Shaping the essential

Vincent François · 7 min read

In Marco's workshop, no air conditioning, no CNC, no compromise. Just wood, foam, and thirty years of knowledge passed on by hand.

The workshop smells of resin and foam dust. There is no air conditioning. Marco has been working in shorts and flip-flops since 6 in the morning, and he will still be here at 6 in the evening. It has been like this for thirty years.

Marco Reyes makes surfboards by hand in a village in the Siargao hinterland. No computer-controlled machine. No digital template. A foam blank, planers, sandpaper, and knowledge accumulated since his apprenticeship under his father.

The gesture

There is a particular way Marco holds his planer. An angle, a pressure, a rhythm. “It doesn’t really explain itself,” he says. “Your body understands before your head does.”

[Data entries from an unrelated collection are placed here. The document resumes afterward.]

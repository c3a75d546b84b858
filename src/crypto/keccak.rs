//! Keccak-f[1600] permutation (FIPS 202, b = 1600, 24 rounds).
//!
//! # State layout
//!
//! The 1600-bit state is 25 lanes of 64 bits, lane `(x, y)` at index
//! `x + 5 * y`. Bytes map onto lanes little-endian: state byte `i` is bits
//! `8 * (i % 8) .. 8 * (i % 8) + 8` of lane `i / 8`. That mapping is applied
//! only at the byte boundary ([`KeccakState::xor_bytes`],
//! [`KeccakState::read_bytes`]); the permutation itself works on native
//! `u64` lanes and never converts byte order.

use zeroize::Zeroize;

/* ============================================================================
 * Constants
 * ========================================================================== */

/// Rounds of Keccak-f[1600].
pub const KECCAK_ROUNDS: usize = 24;

/// Lanes in the state (5 x 5).
pub const STATE_LANES: usize = 25;

/// State width in bytes (1600 bits).
pub const STATE_BYTES: usize = STATE_LANES * 8;

/// Iota round constants, one per round.
pub const ROUND_CONSTANTS: [u64; KECCAK_ROUNDS] = [
    0x0000_0000_0000_0001,
    0x0000_0000_0000_8082,
    0x8000_0000_0000_808A,
    0x8000_0000_8000_8000,
    0x0000_0000_0000_808B,
    0x0000_0000_8000_0001,
    0x8000_0000_8000_8081,
    0x8000_0000_0000_8009,
    0x0000_0000_0000_008A,
    0x0000_0000_0000_0088,
    0x0000_0000_8000_8009,
    0x0000_0000_8000_000A,
    0x0000_0000_8000_808B,
    0x8000_0000_0000_008B,
    0x8000_0000_0000_8089,
    0x8000_0000_0000_8003,
    0x8000_0000_0000_8002,
    0x8000_0000_0000_0080,
    0x0000_0000_0000_800A,
    0x8000_0000_8000_000A,
    0x8000_0000_8000_8081,
    0x8000_0000_0000_8080,
    0x0000_0000_8000_0001,
    0x8000_0000_8000_8008,
];

/// Rho rotation for each step of the pi cycle starting at lane 1.
pub const RHO_OFFSETS: [u32; 24] = [
    1, 3, 6, 10, 15, 21, 28, 36, 45, 55, 2, 14, 27, 41, 56, 8, 25, 43, 62, 18, 39, 61, 20, 44,
];

/// Destination lane for each step of the pi cycle.
pub const PI_LANES: [usize; 24] = [
    10, 7, 11, 17, 18, 3, 5, 16, 8, 21, 24, 4, 15, 23, 19, 13, 12, 2, 20, 14, 22, 9, 6, 1,
];

/* ============================================================================
 * Permutation
 * ========================================================================== */

/// 64-bit circular left rotation. `n` is taken modulo 64, so `n = 0` and
/// `n = 64` both return `x` unchanged.
#[inline(always)]
pub fn rotl(x: u64, n: u32) -> u64 {
    x.rotate_left(n % 64)
}

/// Apply Keccak-f[1600] in place.
pub fn keccak_f1600(a: &mut [u64; STATE_LANES]) {
    for &rc in ROUND_CONSTANTS.iter() {
        // theta
        let mut c = [0u64; 5];
        for (x, cx) in c.iter_mut().enumerate() {
            *cx = a[x] ^ a[x + 5] ^ a[x + 10] ^ a[x + 15] ^ a[x + 20];
        }
        for x in 0..5 {
            let d = c[(x + 4) % 5] ^ rotl(c[(x + 1) % 5], 1);
            for y in 0..5 {
                a[x + 5 * y] ^= d;
            }
        }

        // rho + pi: walk the single 24-lane cycle, lane (0,0) stays put
        let mut current = a[1];
        for (&offset, &dst) in RHO_OFFSETS.iter().zip(PI_LANES.iter()) {
            let displaced = a[dst];
            a[dst] = rotl(current, offset);
            current = displaced;
        }

        // chi, row by row
        for y in 0..5 {
            let row = [a[5 * y], a[5 * y + 1], a[5 * y + 2], a[5 * y + 3], a[5 * y + 4]];
            for x in 0..5 {
                a[5 * y + x] = row[x] ^ (!row[(x + 1) % 5] & row[(x + 2) % 5]);
            }
        }

        // iota
        a[0] ^= rc;
    }
}

/// Pure form of [`keccak_f1600`].
pub fn permute(mut lanes: [u64; STATE_LANES]) -> [u64; STATE_LANES] {
    keccak_f1600(&mut lanes);
    lanes
}

/* ============================================================================
 * State
 * ========================================================================== */

/// Owned 1600-bit Keccak state, wiped on drop.
#[derive(Clone, PartialEq, Eq)]
pub struct KeccakState {
    lanes: [u64; STATE_LANES],
}

impl KeccakState {
    /// All-zero state.
    pub fn new() -> Self {
        Self { lanes: [0u64; STATE_LANES] }
    }

    pub fn from_lanes(lanes: [u64; STATE_LANES]) -> Self {
        Self { lanes }
    }

    pub fn lanes(&self) -> &[u64; STATE_LANES] {
        &self.lanes
    }

    /// Lane `(x, y)`, coordinates taken mod 5.
    pub fn lane(&self, x: usize, y: usize) -> u64 {
        self.lanes[(x % 5) + 5 * (y % 5)]
    }

    pub fn permute(&mut self) {
        keccak_f1600(&mut self.lanes);
    }

    /// XOR one byte into state byte `offset`.
    #[inline]
    pub fn xor_byte(&mut self, offset: usize, byte: u8) {
        self.lanes[offset / 8] ^= u64::from(byte) << (8 * (offset % 8));
    }

    /// XOR `data` into the state starting at byte `offset`.
    ///
    /// Panics if the range runs past [`STATE_BYTES`]; callers keep it inside
    /// the rate.
    pub fn xor_bytes(&mut self, offset: usize, data: &[u8]) {
        assert!(offset + data.len() <= STATE_BYTES, "write past end of Keccak state");
        for (i, &b) in data.iter().enumerate() {
            self.xor_byte(offset + i, b);
        }
    }

    #[inline]
    pub fn byte(&self, offset: usize) -> u8 {
        (self.lanes[offset / 8] >> (8 * (offset % 8))) as u8
    }

    /// Copy state bytes `offset .. offset + out.len()` into `out`.
    pub fn read_bytes(&self, offset: usize, out: &mut [u8]) {
        assert!(offset + out.len() <= STATE_BYTES, "read past end of Keccak state");
        for (i, o) in out.iter_mut().enumerate() {
            *o = self.byte(offset + i);
        }
    }
}

impl Default for KeccakState {
    fn default() -> Self {
        Self::new()
    }
}

impl Zeroize for KeccakState {
    fn zeroize(&mut self) {
        self.lanes.zeroize();
    }
}

impl Drop for KeccakState {
    fn drop(&mut self) {
        self.zeroize();
    }
}

impl core::fmt::Debug for KeccakState {
    fn fmt(&self, f: &mut core::fmt::Formatter<'_>) -> core::fmt::Result {
        // state may hold absorbed key material
        f.write_str("KeccakState { .. }")
    }
}

#[cfg(test)]
mod tests {
    use super::*;

    // Keccak-f[1600] applied once and twice to the all-zero state
    // (KeccakF-1600-IntermediateValues.txt).
    const ZERO_ONCE: [u64; 25] = [
        0xF1258F7940E1DDE7, 0x84D5CCF933C0478A, 0xD598261EA65AA9EE, 0xBD1547306F80494D,
        0x8B284E056253D057, 0xFF97A42D7F8E6FD4, 0x90FEE5A0A44647C4, 0x8C5BDA0CD6192E76,
        0xAD30A6F71B19059C, 0x30935AB7D08FFC64, 0xEB5AA93F2317D635, 0xA9A6E6260D712103,
        0x81A57C16DBCF555F, 0x43B831CD0347C826, 0x01F22F1A11A5569F, 0x05E5635A21D9AE61,
        0x64BEFEF28CC970F2, 0x613670957BC46611, 0xB87C5A554FD00ECB, 0x8C3EE88A1CCF32C8,
        0x940C7922AE3A2614, 0x1841F924A2C509E4, 0x16F53526E70465C2, 0x75F644E97F30A13B,
        0xEAF1FF7B5CECA249,
    ];

    const ZERO_TWICE: [u64; 25] = [
        0x2D5C954DF96ECB3C, 0x6A332CD07057B56D, 0x093D8D1270D76B6C, 0x8A20D9B25569D094,
        0x4F9C4F99E5E7F156, 0xF957B9A2DA65FB38, 0x85773DAE1275AF0D, 0xFAF4F247C3D810F7,
        0x1F1B9EE6F79A8759, 0xE4FECC0FEE98B425, 0x68CE61B6B9CE68A1, 0xDEEA66C4BA8F974F,
        0x33C43D836EAFB1F5, 0xE00654042719DBD9, 0x7CF8A9F009831265, 0xFD5449A6BF174743,
        0x97DDAD33D8994B40, 0x48EAD5FC5D0BE774, 0xE3B8C8EE55B7B03C, 0x91A0226E649E42E9,
        0x900E3129E7BADD7B, 0x202A9EC5FAA3CCE8, 0x5B3402464E1C3DB6, 0x609F4E62A44C1059,
        0x20D06CD26A8FBF5C,
    ];

    #[test]
    fn zero_state_known_answer() {
        let once = permute([0u64; 25]);
        assert_eq!(once, ZERO_ONCE);
        assert_eq!(permute(once), ZERO_TWICE);
    }

    #[test]
    fn in_place_matches_pure() {
        let mut state = KeccakState::new();
        state.permute();
        assert_eq!(state.lanes(), &ZERO_ONCE);
        assert_eq!(state.lane(0, 0), ZERO_ONCE[0]);
        assert_eq!(state.lane(4, 4), ZERO_ONCE[24]);
    }

    #[test]
    fn rotl_handles_degenerate_amounts() {
        let x = 0x8000_0000_0000_0001u64;
        assert_eq!(rotl(x, 0), x);
        assert_eq!(rotl(x, 64), x);
        assert_eq!(rotl(x, 1), 0x0000_0000_0000_0003);
        assert_eq!(rotl(x, 65), rotl(x, 1));
    }

    #[test]
    fn pi_cycle_visits_every_lane_but_origin() {
        let mut seen = [false; 25];
        for &dst in PI_LANES.iter() {
            assert!(!seen[dst]);
            seen[dst] = true;
        }
        assert!(!seen[0]);
        assert_eq!(seen.iter().filter(|s| **s).count(), 24);
    }

    #[test]
    fn byte_mapping_is_little_endian() {
        let mut state = KeccakState::new();
        state.xor_bytes(8, &[0x01, 0x02, 0x03, 0x04, 0x05, 0x06, 0x07, 0x08]);
        assert_eq!(state.lane(1, 0), 0x0807_0605_0403_0201);

        let mut out = [0u8; 3];
        state.read_bytes(8, &mut out);
        assert_eq!(out, [0x01, 0x02, 0x03]);
        assert_eq!(state.byte(15), 0x08);
    }

    #[test]
    fn zeroize_clears_lanes() {
        let mut state = KeccakState::from_lanes(ZERO_ONCE);
        state.zeroize();
        assert_eq!(state, KeccakState::new());
    }
}
//! NIST SP 800-185 §2.3 string encodings.
//!
//! All integers are encoded big-endian with an explicit byte-count `n`
//! (1..=8, since every encoded value here is a `u64`):
//!
//! ```text
//! left_encode(x)   = n || x[0] .. x[n-1]
//! right_encode(x)  = x[0] .. x[n-1] || n
//! encode_string(S) = left_encode(bitlen(S)) || S
//! bytepad(X, w)    = left_encode(w) || X || 0x00 .. (to a multiple of w bytes)
//! ```

use crate::error::{KmacError, KmacResult};

/// Minimal big-endian bytes of `x`; zero still takes one byte.
fn be_bytes(x: u64) -> ([u8; 8], usize) {
    let n = ((64 - x.leading_zeros() as usize) + 7) / 8;
    (x.to_be_bytes(), n.max(1))
}

pub fn left_encode(x: u64) -> Vec<u8> {
    let (bytes, n) = be_bytes(x);
    let mut out = Vec::with_capacity(n + 1);
    out.push(n as u8);
    out.extend_from_slice(&bytes[8 - n..]);
    out
}

pub fn right_encode(x: u64) -> Vec<u8> {
    let (bytes, n) = be_bytes(x);
    let mut out = Vec::with_capacity(n + 1);
    out.extend_from_slice(&bytes[8 - n..]);
    out.push(n as u8);
    out
}

/// Length of `data` in bits, or `InputTooLong` if that overflows `u64`.
pub fn bit_len(data: &[u8]) -> KmacResult<u64> {
    u64::try_from(data.len())
        .ok()
        .and_then(|n| n.checked_mul(8))
        .ok_or(KmacError::InputTooLong { bytes: data.len() })
}

/// `left_encode(bit length of s) || s`.
pub fn encode_string(s: &[u8]) -> KmacResult<Vec<u8>> {
    let mut out = left_encode(bit_len(s)?);
    out.extend_from_slice(s);
    Ok(out)
}

/// `left_encode(w) || x`, zero-padded to a multiple of `w` bytes.
pub fn bytepad(x: &[u8], w: usize) -> KmacResult<Vec<u8>> {
    if w == 0 {
        return Err(KmacError::ZeroPadWidth);
    }
    let mut out = left_encode(w as u64);
    out.extend_from_slice(x);
    let rem = out.len() % w;
    if rem != 0 {
        out.resize(out.len() + (w - rem), 0);
    }
    Ok(out)
}

fn be_value(bytes: &[u8]) -> u64 {
    bytes.iter().fold(0u64, |acc, &b| (acc << 8) | u64::from(b))
}

fn check_len_byte(n: u8) -> KmacResult<usize> {
    match n {
        1..=8 => Ok(n as usize),
        _ => Err(KmacError::MalformedEncoding(n)),
    }
}

/// Decode a `left_encode` from the front of `buf`.
///
/// Returns the value and the number of bytes consumed.
pub fn left_decode(buf: &[u8]) -> KmacResult<(u64, usize)> {
    let (&n, rest) = buf.split_first().ok_or(KmacError::TruncatedEncoding)?;
    let n = check_len_byte(n)?;
    if rest.len() < n {
        return Err(KmacError::TruncatedEncoding);
    }
    Ok((be_value(&rest[..n]), n + 1))
}

/// Decode a `right_encode` from the back of `buf`.
///
/// Returns the value and the number of trailing bytes consumed.
pub fn right_decode(buf: &[u8]) -> KmacResult<(u64, usize)> {
    let (&n, rest) = buf.split_last().ok_or(KmacError::TruncatedEncoding)?;
    let n = check_len_byte(n)?;
    if rest.len() < n {
        return Err(KmacError::TruncatedEncoding);
    }
    Ok((be_value(&rest[rest.len() - n..]), n + 1))
}
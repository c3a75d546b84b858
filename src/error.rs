//! Error types for the KMAC / cSHAKE engine.
//!
//! Every failure here is a deterministic parameter problem: there is nothing
//! transient to retry. Misusing the sponge (absorbing after finalization,
//! squeezing before it) is rejected at compile time by the typestate in
//! [`crate::crypto::sponge`], so it has no runtime variant.

use thiserror::Error;

#[derive(Debug, Clone, PartialEq, Eq, Error)]
pub enum KmacError {
    /// Output length given in bits is not a whole number of bytes.
    #[error("output length of {bits} bits is not a multiple of 8")]
    OutputLengthNotByteAligned { bits: u64 },

    /// Output length does not fit in addressable memory on this target.
    #[error("output length of {bits} bits is too large for this platform")]
    OutputTooLarge { bits: u64 },

    /// Input whose bit length cannot be represented by the length encoders.
    #[error("input of {bytes} bytes is too long to encode")]
    InputTooLong { bytes: usize },

    /// `bytepad` called with `w = 0`.
    #[error("bytepad width must be non-zero")]
    ZeroPadWidth,

    /// Encoded integer shorter than its own length byte claims.
    #[error("truncated integer encoding")]
    TruncatedEncoding,

    /// Length byte outside 1..=8.
    #[error("malformed integer encoding: length byte {0}")]
    MalformedEncoding(u8),
}

impl KmacError {
    /// True for caller-supplied parameters that violate a precondition
    /// (as opposed to a malformed encoding handed to a decoder).
    pub fn is_invalid_parameter(&self) -> bool {
        matches!(
            self,
            KmacError::OutputLengthNotByteAligned { .. }
                | KmacError::OutputTooLarge { .. }
                | KmacError::InputTooLong { .. }
                | KmacError::ZeroPadWidth
        )
    }
}

pub type KmacResult<T> = Result<T, KmacError>;
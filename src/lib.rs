//! KMACXOF256 keyed extendable-output function (NIST SP 800-185)
//!
//! Self-contained stack, no external hash crate:
//! - Keccak-f[1600] permutation (FIPS 202)
//! - SHAKE256 / cSHAKE256 sponge with rate 136
//! - SP 800-185 encodings (left_encode, right_encode, encode_string, bytepad)
//! - KMACXOF256 and fixed-length KMAC256
//!
//! Each call builds a fresh zeroed state, runs synchronously and wipes the
//! state before returning. Independent calls share nothing and may run
//! concurrently.
//!
//! ```
//! use kmacxof256::kmac_xof256;
//!
//! let out = kmac_xof256(b"secret key", b"authenticated data", 512, b"My Tagged Application")?;
//! assert_eq!(out.len(), 64);
//! # Ok::<(), kmacxof256::KmacError>(())
//! ```

#![forbid(unsafe_code)]

pub mod crypto;
pub mod error;

pub use crypto::cshake::{cshake256, shake256};
pub use crypto::kmac::{kmac256, kmac_xof256, kmac_xof256_fill};
pub use error::{KmacError, KmacResult};
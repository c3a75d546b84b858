//! Keccak-based primitives, leaves first:
//!
//! - keccak: Keccak-f[1600] permutation and the 25-lane state
//! - sponge: absorb / squeeze over the permutation (rate 136)
//! - encoding: SP 800-185 left/right_encode, encode_string, bytepad
//! - cshake: SHAKE256, cSHAKE256
//! - kmac: KMAC256, KMACXOF256

#![forbid(unsafe_code)]

pub mod cshake;
pub mod encoding;
pub mod keccak;
pub mod kmac;
pub mod sponge;
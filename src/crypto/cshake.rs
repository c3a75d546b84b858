//! SHAKE256 and cSHAKE256 (FIPS 202, NIST SP 800-185 §3).

use log::debug;

use super::encoding::{bytepad, encode_string};
use super::sponge::{Sponge, CSHAKE_PAD, SHAKE256_RATE, SHAKE_PAD};
use crate::error::{KmacError, KmacResult};

/// Convert a requested output length in bits to bytes.
///
/// Rejects lengths that are not byte aligned instead of truncating them.
pub fn output_len_bytes(bits: u64) -> KmacResult<usize> {
    if bits % 8 != 0 {
        return Err(KmacError::OutputLengthNotByteAligned { bits });
    }
    usize::try_from(bits / 8).map_err(|_| KmacError::OutputTooLarge { bits })
}

/// Zeroed output buffer for `bits` of output.
///
/// The allocation is fallible: a length the allocator refuses comes back as
/// `OutputTooLarge` rather than aborting the process.
pub fn output_buffer(bits: u64) -> KmacResult<Vec<u8>> {
    let len = output_len_bytes(bits)?;
    let mut out = Vec::new();
    out.try_reserve_exact(len).map_err(|_| KmacError::OutputTooLarge { bits })?;
    out.resize(len, 0);
    Ok(out)
}

/// Sponge primed with `bytepad(encode_string(N) || encode_string(S), 136)`.
///
/// The prefix is a whole number of rate blocks, so the cursor is back at 0.
pub(crate) fn customized_sponge(name: &[u8], custom: &[u8]) -> KmacResult<Sponge> {
    let mut prefix = encode_string(name)?;
    prefix.extend(encode_string(custom)?);
    let block = bytepad(&prefix, SHAKE256_RATE)?;

    let mut sponge = Sponge::new();
    sponge.absorb(&block);
    debug_assert_eq!(sponge.position(), 0);
    Ok(sponge)
}

/// SHAKE256(X, L) with `L` in bits.
pub fn shake256(x: &[u8], output_bits: u64) -> KmacResult<Vec<u8>> {
    let mut out = output_buffer(output_bits)?;
    debug!("shake256: input={}B output={}B", x.len(), out.len());

    let mut sponge = Sponge::new();
    sponge.absorb(x);
    sponge.finalize(SHAKE_PAD).squeeze(&mut out);
    Ok(out)
}

/// cSHAKE256(X, L, N, S) with `L` in bits.
///
/// With both `N` and `S` empty this is exactly SHAKE256(X, L).
pub fn cshake256(x: &[u8], output_bits: u64, name: &[u8], custom: &[u8]) -> KmacResult<Vec<u8>> {
    if name.is_empty() && custom.is_empty() {
        return shake256(x, output_bits);
    }
    let mut out = output_buffer(output_bits)?;
    debug!(
        "cshake256: input={}B name={}B custom={}B output={}B",
        x.len(),
        name.len(),
        custom.len(),
        out.len()
    );

    let mut sponge = customized_sponge(name, custom)?;
    sponge.absorb(x);
    sponge.finalize(CSHAKE_PAD).squeeze(&mut out);
    Ok(out)
}
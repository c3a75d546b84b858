//! KMAC256 and KMACXOF256 (NIST SP 800-185 §4).
//!
//! # Construction
//!
//! ```text
//! newX = bytepad(encode_string(K), 136) || X || right_encode(L')
//! out  = cSHAKE256(newX, L, "KMAC", S)
//! ```
//!
//! `L' = L` for fixed-length KMAC256 and `L' = 0` for KMACXOF256, so the two
//! produce unrelated outputs for the same key, message and customization,
//! and KMACXOF256 output for a shorter `L` is a prefix of the output for a
//! longer one.

use log::debug;
use zeroize::Zeroizing;

use super::cshake::{customized_sponge, output_buffer};
use super::encoding::{bytepad, encode_string, right_encode};
use super::sponge::{Sponge, CSHAKE_PAD, SHAKE256_RATE};
use crate::error::KmacResult;

/// Function name fed to cSHAKE256 for every KMAC variant.
pub const KMAC_NAME: &[u8] = b"KMAC";

/// cSHAKE256 sponge with the "KMAC" prefix, the padded key block and the
/// message absorbed. Key-bearing temporaries are wiped on return.
fn keyed_sponge(key: &[u8], message: &[u8], custom: &[u8]) -> KmacResult<Sponge> {
    let mut sponge = customized_sponge(KMAC_NAME, custom)?;

    let encoded_key = Zeroizing::new(encode_string(key)?);
    let key_block = Zeroizing::new(bytepad(&encoded_key, SHAKE256_RATE)?);
    sponge.absorb(&key_block);
    sponge.absorb(message);
    Ok(sponge)
}

/// KMACXOF256(K, X, L, S) with `L` in bits.
///
/// Returns exactly `L / 8` bytes. Fails with an invalid-parameter error
/// if `L` is not a multiple of 8, and with `OutputTooLarge` if the buffer
/// cannot be allocated.
///
/// ```
/// use kmacxof256::kmac_xof256;
///
/// let tag = kmac_xof256(b"key", b"message", 256, b"app").unwrap();
/// assert_eq!(tag.len(), 32);
/// assert!(kmac_xof256(b"key", b"message", 255, b"app").is_err());
/// ```
pub fn kmac_xof256(key: &[u8], message: &[u8], output_bits: u64, custom: &[u8]) -> KmacResult<Vec<u8>> {
    let mut out = output_buffer(output_bits)?;
    kmac_xof256_fill(key, message, custom, &mut out)?;
    Ok(out)
}

/// KMACXOF256 filling `output` completely (`L = 8 * output.len()`).
pub fn kmac_xof256_fill(key: &[u8], message: &[u8], custom: &[u8], output: &mut [u8]) -> KmacResult<()> {
    debug!(
        "kmac_xof256: key={}B message={}B custom={}B output={}B",
        key.len(),
        message.len(),
        custom.len(),
        output.len()
    );
    let mut sponge = keyed_sponge(key, message, custom)?;
    sponge.absorb(&right_encode(0));
    sponge.finalize(CSHAKE_PAD).squeeze(output);
    Ok(())
}

/// Fixed-length KMAC256(K, X, L, S) with `L` in bits.
pub fn kmac256(key: &[u8], message: &[u8], output_bits: u64, custom: &[u8]) -> KmacResult<Vec<u8>> {
    let mut out = output_buffer(output_bits)?;
    debug!(
        "kmac256: key={}B message={}B custom={}B output={}B",
        key.len(),
        message.len(),
        custom.len(),
        out.len()
    );
    let mut sponge = keyed_sponge(key, message, custom)?;
    sponge.absorb(&right_encode(output_bits));
    sponge.finalize(CSHAKE_PAD).squeeze(&mut out);
    Ok(out)
}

Every board begins with a conversation. Marco asks how you surf. Not your level — how you surf. Your feet, your weight, the way you paddle, the waves you look for. Then he disappears into thought for a few seconds, and when he comes back it is to draw the first lines on the blank.

The board already exists in his head before it exists in the foam.

What is being lost

Marco is worried. Not for himself — he has enough orders for the next ten years. He worries about what comes after.

“My children don’t want to learn. They want to go to university in Manila. I understand.” He says this without bitterness, with a lucidity that hurts. “But in twenty years, who will know how to do this?”

The question hangs in the hot air of the workshop, between the boards hanging on the walls and the foam shavings floating in the light.

What remains

There are still a few hours of light. Marco picks up his planer and attacks the right rail. The gesture is precise, regular, almost hypnotic. Thirty years in every movement.

“A good board, you feel it before you surf it. You hold it in your arms and you already know.” He lifts the finished blank and angles it toward the light. “This one is going to surf well.”